White nationalist beliefs may have motivated the teenage shooter at the Gilroy Garlic Festival in California, who killed three people and wounded a dozen others in late July. Police arrived shortly after the attack began and killed the shooter. While trying to determine the perpetrator’s motive, journalists have noted that a social media post by the shooter before the incident featured racial slurs and referenced a novel frequently glorified by white nationalists, Might is Right.
While Might is Right was originally published in the 1800s, a white nationalist living in Montana has helped market the book to racist neo-pagans for decades. Butte’s Ron McVan, a longtime white nationalist, illustrated and published a version of Might is Right that is very popular with followers of racist strains of Norse-based religions.
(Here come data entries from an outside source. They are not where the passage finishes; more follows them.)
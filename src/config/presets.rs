//! Named button preset registry
//!
//! A flat, ordered list of reusable button definitions persisted as a JSON
//! array. Names are the unique key (case-sensitive); re-saving under an
//! existing name overwrites in place, preserving the preset's position.

use std::fmt;
use std::fs;
use std::path::PathBuf;

use anyhow::{Context, Result};
use tracing::{error, warn};

use crate::types::Preset;

/// Rejected rename requests, surfaced to the user as-is.
#[derive(Debug, Clone, PartialEq, Eq)]
pub enum RenameError {
    EmptyName,
    Unchanged,
    NameTaken(String),
}

impl fmt::Display for RenameError {
    fn fmt(&self, f: &mut fmt::Formatter<'_>) -> fmt::Result {
        match self {
            RenameError::EmptyName => write!(f, "preset name must not be blank"),
            RenameError::Unchanged => write!(f, "new name matches the current name"),
            RenameError::NameTaken(name) => write!(f, "a preset named '{name}' already exists"),
        }
    }
}

impl std::error::Error for RenameError {}

/// File-backed registry of named presets.
pub struct PresetRegistry {
    path: PathBuf,
}

impl PresetRegistry {
    pub fn new(config_dir: &std::path::Path) -> Self {
        Self {
            path: config_dir.join(crate::constants::config::PRESET_FILE),
        }
    }

    pub fn path(&self) -> &std::path::Path {
        &self.path
    }

    /// All presets in stored order. An absent, empty or corrupt file is
    /// treated as an empty registry, never as an error.
    pub fn list(&self) -> Vec<Preset> {
        let contents = match fs::read_to_string(&self.path) {
            Ok(contents) => contents,
            Err(_) => return Vec::new(),
        };
        if contents.trim().is_empty() {
            return Vec::new();
        }
        match serde_json::from_str(&contents) {
            Ok(presets) => presets,
            Err(e) => {
                warn!(path = %self.path.display(), error = %e, "Failed to parse preset file, treating as empty");
                Vec::new()
            }
        }
    }

    /// Insert a preset, or overwrite the existing entry with the same name
    /// in place.
    pub fn add_or_replace(&self, preset: Preset) {
        let mut presets = self.list();
        match presets.iter_mut().find(|p| p.name == preset.name) {
            Some(existing) => *existing = preset,
            None => presets.push(preset),
        }
        self.save(&presets);
    }

    /// Rename a preset. A missing `old_name` is a no-op; blank, unchanged
    /// or already-taken names are rejected without touching the store.
    pub fn rename(&self, old_name: &str, new_name: &str) -> Result<(), RenameError> {
        let new_name = new_name.trim();
        if new_name.is_empty() {
            return Err(RenameError::EmptyName);
        }
        if new_name == old_name {
            return Err(RenameError::Unchanged);
        }
        let mut presets = self.list();
        if presets.iter().any(|p| p.name == new_name) {
            return Err(RenameError::NameTaken(new_name.to_string()));
        }
        if let Some(preset) = presets.iter_mut().find(|p| p.name == old_name) {
            preset.name = new_name.to_string();
            self.save(&presets);
        }
        Ok(())
    }

    /// Remove all presets with the given name (expected to be at most one)
    pub fn delete(&self, name: &str) {
        let mut presets = self.list();
        let before = presets.len();
        presets.retain(|p| p.name != name);
        if presets.len() != before {
            self.save(&presets);
        }
    }

    /// Overwrite the preset file. Failures are logged; callers keep the
    /// in-memory list they were working with.
    pub fn save(&self, presets: &[Preset]) {
        if let Err(e) = self.try_save(presets) {
            error!(path = %self.path.display(), error = %e, "Failed to save preset file");
        }
    }

    fn try_save(&self, presets: &[Preset]) -> Result<()> {
        if let Some(parent) = self.path.parent() {
            fs::create_dir_all(parent)
                .with_context(|| format!("Failed to create config directory {parent:?}"))?;
        }
        let json = serde_json::to_string_pretty(presets).context("Failed to serialize presets")?;
        fs::write(&self.path, json)
            .with_context(|| format!("Failed to write presets to {:?}", self.path))?;
        Ok(())
    }
}

#[cfg(test)]
mod tests {
    use super::*;
    use crate::types::{Action, ButtonDef};

    fn test_dir(tag: &str) -> PathBuf {
        let dir = std::env::temp_dir().join(format!("deckpad-preset-{tag}-{}", std::process::id()));
        let _ = fs::remove_dir_all(&dir);
        fs::create_dir_all(&dir).unwrap();
        dir
    }

    fn preset(name: &str, sign: &str) -> Preset {
        Preset {
            name: name.to_string(),
            button: ButtonDef {
                sign: sign.to_string(),
                action: Action::Shortcut("ctrl+c".to_string()),
                ..ButtonDef::default()
            },
        }
    }

    #[test]
    fn list_is_empty_for_absent_or_corrupt_file() {
        let dir = test_dir("empty");
        let registry = PresetRegistry::new(&dir);
        assert!(registry.list().is_empty());

        fs::write(registry.path(), "[{broken").unwrap();
        assert!(registry.list().is_empty());

        fs::write(registry.path(), "").unwrap();
        assert!(registry.list().is_empty());
    }

    #[test]
    fn add_or_replace_overwrites_by_name_preserving_position() {
        let dir = test_dir("overwrite");
        let registry = PresetRegistry::new(&dir);
        registry.add_or_replace(preset("first", "1"));
        registry.add_or_replace(preset("second", "2"));
        registry.add_or_replace(preset("first", "updated"));

        let presets = registry.list();
        assert_eq!(presets.len(), 2);
        assert_eq!(presets[0].name, "first");
        assert_eq!(presets[0].button.sign, "updated");
        assert_eq!(presets[1].name, "second");
    }

    #[test]
    fn rename_rejects_blank_unchanged_and_taken_names() {
        let dir = test_dir("rename");
        let registry = PresetRegistry::new(&dir);
        registry.add_or_replace(preset("alpha", "a"));
        registry.add_or_replace(preset("beta", "b"));

        assert_eq!(registry.rename("alpha", "  "), Err(RenameError::EmptyName));
        assert_eq!(registry.rename("alpha", "alpha"), Err(RenameError::Unchanged));
        assert_eq!(
            registry.rename("alpha", "beta"),
            Err(RenameError::NameTaken("beta".to_string()))
        );
        // Nothing was applied
        let names: Vec<_> = registry.list().into_iter().map(|p| p.name).collect();
        assert_eq!(names, vec!["alpha", "beta"]);
    }

    #[test]
    fn rename_applies_and_missing_old_name_is_noop() {
        let dir = test_dir("rename-ok");
        let registry = PresetRegistry::new(&dir);
        registry.add_or_replace(preset("alpha", "a"));

        registry.rename("alpha", "gamma").unwrap();
        assert_eq!(registry.list()[0].name, "gamma");

        registry.rename("missing", "delta").unwrap();
        let names: Vec<_> = registry.list().into_iter().map(|p| p.name).collect();
        assert_eq!(names, vec!["gamma"]);
    }

    #[test]
    fn delete_removes_matching_entries() {
        let dir = test_dir("delete");
        let registry = PresetRegistry::new(&dir);
        registry.add_or_replace(preset("keep", "k"));
        registry.add_or_replace(preset("drop", "d"));

        registry.delete("drop");
        let names: Vec<_> = registry.list().into_iter().map(|p| p.name).collect();
        assert_eq!(names, vec!["keep"]);

        // Unknown name is a no-op
        registry.delete("drop");
        assert_eq!(registry.list().len(), 1);
    }
}
use anyhow::{Context, Result};
use evdev::{Device, EventType, InputEventKind, Key};
use std::sync::mpsc::Sender;
use std::thread;
use tracing::{debug, error, info, warn};

use crate::constants::{deck, input, paths, permissions};

/// Commands a physical hotkey can inject into the engine loop.
#[derive(Debug, Clone, Copy, PartialEq, Eq)]
pub enum DeckCommand {
    NextPage,
    PreviousPage,
    /// 1-based button slot on the current page
    PressButton(u8),
}

/// Map a pressed key to a deck command. F13-F24 are the macro keys most
/// external decks emit; PageUp/PageDown flip pages.
fn command_for_key(key: Key) -> Option<DeckCommand> {
    let slot = match key {
        Key::KEY_PAGEDOWN => return Some(DeckCommand::NextPage),
        Key::KEY_PAGEUP => return Some(DeckCommand::PreviousPage),
        Key::KEY_F13 => 1,
        Key::KEY_F14 => 2,
        Key::KEY_F15 => 3,
        Key::KEY_F16 => 4,
        Key::KEY_F17 => 5,
        Key::KEY_F18 => 6,
        Key::KEY_F19 => 7,
        Key::KEY_F20 => 8,
        Key::KEY_F21 => 9,
        Key::KEY_F22 => 10,
        Key::KEY_F23 => 11,
        Key::KEY_F24 => 12,
        _ => return None,
    };
    debug_assert!(u32::from(slot) <= deck::BUTTONS_PER_PAGE);
    Some(DeckCommand::PressButton(slot))
}

/// Find all keyboard devices
fn find_all_keyboard_devices() -> Result<Vec<Device>> {
    info!(path = %paths::DEV_INPUT, "Scanning for keyboard devices...");

    let mut devices = Vec::new();

    for entry in std::fs::read_dir(paths::DEV_INPUT).context(format!(
        "Failed to read {} - are you in the '{}' group?",
        paths::DEV_INPUT,
        permissions::INPUT_GROUP
    ))? {
        let entry = entry?;
        let path = entry.path();

        // Try to open device
        if let Ok(device) = Device::open(&path) {
            // Anything with a Tab key counts as a keyboard
            if let Some(keys) = device.supported_keys() {
                if keys.contains(Key::KEY_TAB) {
                    let key_count = keys.iter().count();
                    info!(device_path = %path.display(), name = ?device.name(), key_count = key_count, "Found keyboard device");
                    devices.push(device);
                }
            }
        }
    }

    if devices.is_empty() {
        anyhow::bail!(
            "No keyboard device found. Ensure you're in '{}' group:\n\
             {}\n\
             Then log out and back in.",
            permissions::INPUT_GROUP,
            permissions::ADD_TO_INPUT_GROUP
        )
    }

    info!(count = devices.len(), "Listening on keyboard device(s)");

    Ok(devices)
}

/// Spawn background threads listening for deck hotkeys on all keyboards
pub fn spawn_listener(sender: Sender<DeckCommand>) -> Result<Vec<thread::JoinHandle<()>>> {
    let devices = find_all_keyboard_devices()?;
    let mut handles = Vec::new();

    for device in devices {
        let sender = sender.clone();
        let handle = thread::spawn(move || {
            info!(device = ?device.name(), "Hotkey listener started");
            if let Err(e) = listen_for_hotkeys(device, sender) {
                error!(error = %e, "Hotkey listener error");
            }
        });
        handles.push(handle);
    }

    Ok(handles)
}

/// Listen for deck hotkey events on a single device
fn listen_for_hotkeys(mut device: Device, sender: Sender<DeckCommand>) -> Result<()> {
    loop {
        // Fetch events (blocks until available)
        let events = device.fetch_events().context("Failed to fetch events")?;

        for event in events {
            if event.event_type() != EventType::KEY {
                continue;
            }

            if let InputEventKind::Key(key) = event.kind() {
                debug!(key = ?key, value = event.value(), "Key event");
                if event.value() != input::KEY_PRESS {
                    continue;
                }
                if let Some(command) = command_for_key(key) {
                    info!(key = ?key, command = ?command, "Deck hotkey pressed, sending command");
                    sender
                        .send(command)
                        .context("Failed to send deck command")?;
                }
            }
        }
    }
}

/// Check if hotkeys are available (user has input group permissions)
pub fn check_permissions() -> bool {
    std::fs::read_dir(paths::DEV_INPUT).is_ok()
}

/// Print helpful error message if permissions missing
pub fn print_permission_error() {
    error!(path = %paths::DEV_INPUT, "Cannot access input devices");
    error!(group = %permissions::INPUT_GROUP, "Hotkeys require group membership");
    error!(command = %permissions::ADD_TO_INPUT_GROUP, "Add user to input group");
    error!("  Then log out and back in");
    warn!(continuing = true, "Continuing without hotkey support...");
}

#[cfg(test)]
mod tests {
    use super::*;

    #[test]
    fn page_keys_map_to_navigation() {
        assert_eq!(command_for_key(Key::KEY_PAGEDOWN), Some(DeckCommand::NextPage));
        assert_eq!(
            command_for_key(Key::KEY_PAGEUP),
            Some(DeckCommand::PreviousPage)
        );
    }

    #[test]
    fn macro_keys_cover_every_button_slot() {
        let macro_keys = [
            Key::KEY_F13,
            Key::KEY_F14,
            Key::KEY_F15,
            Key::KEY_F16,
            Key::KEY_F17,
            Key::KEY_F18,
            Key::KEY_F19,
            Key::KEY_F20,
            Key::KEY_F21,
            Key::KEY_F22,
            Key::KEY_F23,
            Key::KEY_F24,
        ];
        for (i, key) in macro_keys.iter().enumerate() {
            assert_eq!(
                command_for_key(*key),
                Some(DeckCommand::PressButton(i as u8 + 1))
            );
        }
        assert_eq!(command_for_key(Key::KEY_A), None);
    }
}
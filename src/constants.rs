//! Application-wide constants
//!
//! Single source of truth for config file names, key prefixes and the
//! fixed slot counts of the deck layout.

/// Configuration file locations
pub mod config {
    /// Subdirectory under the user config dir holding all deckpad files
    pub const APP_DIR: &str = "deckpad";

    /// Button/page configuration (plus nested settings blobs)
    pub const DECK_FILE: &str = "config.json";

    /// Bar widget layout
    pub const BAR_FILE: &str = "config_bar.json";

    /// Named button presets
    pub const PRESET_FILE: &str = "CustomButtons.json";
}

/// Page and button key conventions
pub mod deck {
    /// Prefix for page keys in the config file ("page_1", "page_2", ...)
    pub const PAGE_PREFIX: &str = "page_";

    /// Prefix for button slot keys within a page ("toolButton_1" ... "toolButton_12")
    pub const BUTTON_PREFIX: &str = "toolButton_";

    /// Fixed number of button slots per page
    pub const BUTTONS_PER_PAGE: u32 = 12;

    /// Maximum number of pages a deck may hold
    pub const MAX_PAGES: usize = 10;
}

/// Bar widget slot conventions
pub mod bar {
    /// Prefix for bar slot identifiers ("Bar_target_1" ... "Bar_target_5")
    pub const SLOT_PREFIX: &str = "Bar_target_";

    /// Fixed number of bar slots
    pub const SLOT_COUNT: u32 = 5;
}

/// Keys inside the audio_settings blob
pub mod audio {
    /// The five named device-ID slots, in display order
    pub const DEVICE_SLOT_KEYS: [&str; 5] = [
        "main_device_id",
        "second_device_id",
        "third_device_id",
        "fourth_device_id",
        "fifth_device_id",
    ];

    /// Top-level key of the audio settings blob in the deck config
    pub const SECTION: &str = "audio_settings";
}

/// Keys inside the hwinfo_settings blob
pub mod hwinfo {
    pub const SECTION: &str = "hwinfo_settings";
    pub const SELECTED_GPU: &str = "selected_gpu_name";
    pub const CPU_SENSOR: &str = "cpu_sensor_name";
    pub const GPU_SENSOR: &str = "gpu_sensor_name";
}

/// Font defaults for button definitions
pub mod fonts {
    /// Default family applied when a button is cleared.
    /// First entry of the safe-font list the editor offers.
    pub const DEFAULT_FAMILY: &str = "Arial";
}

/// Built-in action targets
pub mod programs {
    pub const CALCULATOR: &str = "gnome-calculator";
    pub const TEXT_EDITOR: &str = "gedit";
    pub const HOME_URL: &str = "https://www.google.com";
}

/// Input event constants (from evdev)
pub mod input {
    /// Key press event value
    pub const KEY_PRESS: i32 = 1;

    /// Key release event value
    pub const KEY_RELEASE: i32 = 0;
}

/// Input device access
pub mod paths {
    pub const DEV_INPUT: &str = "/dev/input";
}

pub mod permissions {
    pub const INPUT_GROUP: &str = "input";
    pub const ADD_TO_INPUT_GROUP: &str = "sudo usermod -aG input $USER";
}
While we don’t know which version of Might is Right the Gilroy shooter read, the book’s potential influence on the attacker provides an opportunity to look at McVan, who moved to Butte after playing a significant role in creating and spreading Wotanism, an explicitly racist version of Odinism. In 1995, McVan joined David and Katja Lane in launching Wotanism out of St. Maries, Idaho, through an entity called 14 Words Press. While McVan and Katja Lane worked out of the group’s headquarters, David Lane resided in a prison cell for his role in a domestic white nationalist terror group called The Order.